Careful Storage of Caps. Minimizing friction between caps prior to bottling is crucial. To achieve this, manufacturers can alter the storage and transportation conditions of caps—such as using padding or dividers to prevent mass contact. Reducing mechanical impact on the coating will diminish scratching and paint waste.
Improving Materials and Coatings. Another approach is developing more wear-resistant materials for caps. Utilizing paints that are less prone to flaking or alternative protective coatings can minimize particle migration.

Implementing these measures can significantly improve the situation. Adapting processes (cleaning or new storage conditions) can be relatively inexpensive for manufacturers, while consumers benefit from a cleaner product with fewer impurities.

Implications for the Beverage Industry

The revelations from French specialists serve as a signal for the entire beverage and packaging industry. Glass containers have been marketed for years as an eco-friendly alternative to plastic: they do not generate plastic waste, are recyclable, and do not leach harmful substances into their contents. However, the new microplastic factor indicates that glass also possesses hidden risks. This does not mean that glass bottles should be abandoned—instead, there is a need to enhance their design and production cycle.

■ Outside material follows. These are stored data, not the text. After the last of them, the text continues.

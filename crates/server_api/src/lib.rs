use shared::{
    domain::UserId,
    error::ApiError,
    ordering::DocumentOrdering,
    protocol::{DocumentSummary, DocumentsPage},
};
use storage::{Storage, StoredDocument};
use tracing::debug;
use url::Url;

pub const DEFAULT_PAGE_SIZE: u32 = 20;

#[derive(Clone)]
pub struct ApiContext {
    pub storage: Storage,
    pub page_size: u32,
    /// Absolute URL of the listing endpoint, used for `next`/`previous` links.
    pub documents_url: Url,
}

/// Lists one page of the viewer's documents.
///
/// Page 1 always exists, even when the viewer has no documents. Any page
/// past the last one is `NotFound`.
pub async fn list_documents(
    ctx: &ApiContext,
    user_id: UserId,
    page: u32,
    ordering: Option<DocumentOrdering>,
) -> Result<DocumentsPage, ApiError> {
    if !ctx.storage.user_exists(user_id).await.map_err(internal)? {
        return Err(ApiError::unauthorized("unknown user"));
    }
    let page_size = ctx.page_size.max(1);
    let count = ctx
        .storage
        .count_documents_for_user(user_id)
        .await
        .map_err(internal)?;
    let last_page = last_page(count, page_size);
    if page == 0 || u64::from(page) > last_page {
        return Err(ApiError::not_found("invalid page"));
    }

    let offset = u64::from(page - 1) * u64::from(page_size);
    let documents = ctx
        .storage
        .list_documents_for_user(user_id, ordering, page_size, offset)
        .await
        .map_err(internal)?;
    debug!(
        user_id = user_id.0,
        page,
        ordering = ordering.map(|o| o.to_string()),
        rows = documents.len(),
        "documents page listed"
    );

    let next = (u64::from(page) < last_page)
        .then(|| page_link(&ctx.documents_url, page + 1, ordering));
    let previous = (page > 1).then(|| page_link(&ctx.documents_url, page - 1, ordering));
    Ok(DocumentsPage {
        count,
        next,
        previous,
        results: documents.into_iter().map(summary_from_stored).collect(),
    })
}

fn last_page(count: u64, page_size: u32) -> u64 {
    count.div_ceil(u64::from(page_size)).max(1)
}

fn page_link(base: &Url, page: u32, ordering: Option<DocumentOrdering>) -> String {
    let mut url = base.clone();
    url.set_query(None);
    {
        let mut pairs = url.query_pairs_mut();
        pairs.append_pair("page", &page.to_string());
        if let Some(ordering) = ordering {
            pairs.append_pair("ordering", &ordering.to_string());
        }
    }
    url.to_string()
}

fn summary_from_stored(doc: StoredDocument) -> DocumentSummary {
    DocumentSummary {
        id: doc.document_id,
        title: doc.title,
        created_at: doc.created_at,
        updated_at: doc.updated_at,
        user_role: doc.role,
        member_count: doc.member_count,
    }
}

fn internal(err: anyhow::Error) -> ApiError {
    ApiError::internal(err.to_string())
}

#[cfg(test)]
mod tests {
    use super::*;
    use chrono::{Duration, TimeZone, Utc};
    use shared::{domain::Role, error::ErrorCode};

    async fn setup(documents: usize) -> (ApiContext, UserId) {
        let storage = Storage::new("sqlite::memory:").await.expect("db");
        let user = storage.create_user("alice").await.expect("user");
        let base = Utc
            .with_ymd_and_hms(2024, 5, 1, 8, 0, 0)
            .single()
            .expect("timestamp");
        for index in 0..documents {
            let stamp = base + Duration::minutes(index as i64);
            storage
                .insert_document(user, &format!("doc {index:02}"), stamp, stamp)
                .await
                .expect("document");
        }
        (
            ApiContext {
                storage,
                page_size: 2,
                documents_url: Url::parse("http://localhost:8000/documents/").expect("url"),
            },
            user,
        )
    }

    #[tokio::test]
    async fn unknown_user_is_unauthorized() {
        let (ctx, user) = setup(0).await;
        let err = list_documents(&ctx, UserId(user.0 + 100), 1, None)
            .await
            .expect_err("should fail");
        assert_eq!(err.code, ErrorCode::Unauthorized);
    }

    #[tokio::test]
    async fn empty_listing_still_has_a_first_page() {
        let (ctx, user) = setup(0).await;
        let page = list_documents(&ctx, user, 1, None).await.expect("page");
        assert_eq!(page.count, 0);
        assert!(page.results.is_empty());
        assert!(page.next.is_none());
        assert!(page.previous.is_none());
    }

    #[tokio::test]
    async fn page_past_the_end_is_not_found() {
        let (ctx, user) = setup(3).await;
        let err = list_documents(&ctx, user, 3, None)
            .await
            .expect_err("should fail");
        assert_eq!(err.code, ErrorCode::NotFound);
        assert_eq!(err.message, "invalid page");

        let err = list_documents(&ctx, user, 0, None)
            .await
            .expect_err("should fail");
        assert_eq!(err.code, ErrorCode::NotFound);
    }

    #[tokio::test]
    async fn links_carry_page_and_ordering() {
        let (ctx, user) = setup(5).await;
        let ordering = Some("-title".parse().expect("ordering"));
        let page = list_documents(&ctx, user, 2, ordering).await.expect("page");
        assert_eq!(page.count, 5);
        assert_eq!(page.results.len(), 2);
        assert_eq!(
            page.next.as_deref(),
            Some("http://localhost:8000/documents/?page=3&ordering=-title")
        );
        assert_eq!(
            page.previous.as_deref(),
            Some("http://localhost:8000/documents/?page=1&ordering=-title")
        );
        assert_eq!(page.results[0].title, "doc 02");
        assert!(page.results.iter().all(|doc| doc.user_role == Role::Owner));

        let last = list_documents(&ctx, user, 3, ordering).await.expect("page");
        assert_eq!(last.results.len(), 1);
        assert!(last.next.is_none());
    }
}
use serde::{Deserialize, Serialize};

#[derive(Debug, Clone, Copy, PartialEq, Eq, Serialize, Deserialize)]
#[serde(rename_all = "snake_case")]
pub enum ErrorCode {
    Unauthorized,
    NotFound,
    Validation,
    Internal,
}

/// JSON error body returned by every non-2xx response.
#[derive(Debug, Clone, Serialize, Deserialize)]
pub struct ApiError {
    pub code: ErrorCode,
    pub message: String,
}

impl ApiError {
    pub fn new(code: ErrorCode, message: impl Into<String>) -> Self {
        Self {
            code,
            message: message.into(),
        }
    }

    pub fn unauthorized(message: impl Into<String>) -> Self {
        Self::new(ErrorCode::Unauthorized, message)
    }

    pub fn not_found(message: impl Into<String>) -> Self {
        Self::new(ErrorCode::NotFound, message)
    }

    pub fn validation(message: impl Into<String>) -> Self {
        Self::new(ErrorCode::Validation, message)
    }

    pub fn internal(message: impl Into<String>) -> Self {
        Self::new(ErrorCode::Internal, message)
    }
}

The message for beverage producers is clear: quality control must consider not just the liquid itself but all packaging components. Additional checks for microplastics and preventive measures (such as the aforementioned cap cleaning) could become the new industry standard. Regulators and consumers are increasingly focused on product safety and purity. Companies investing in “microplastic-free” solutions will gain a reputational advantage.

What This Means for Consumers

Awareness of this issue enables a more informed approach to selection. While completely avoiding microplastics in contemporary conditions is challenging, consumers have the right to expect transparency and technological improvements from brands. Simple actions—such as rinsing the bottle neck and cap before resealing—may also slightly reduce plastic ingress into drinks. Ultimately, increased attention to microplastics from all market participants encourages the creation of cleaner and safer products for consumers.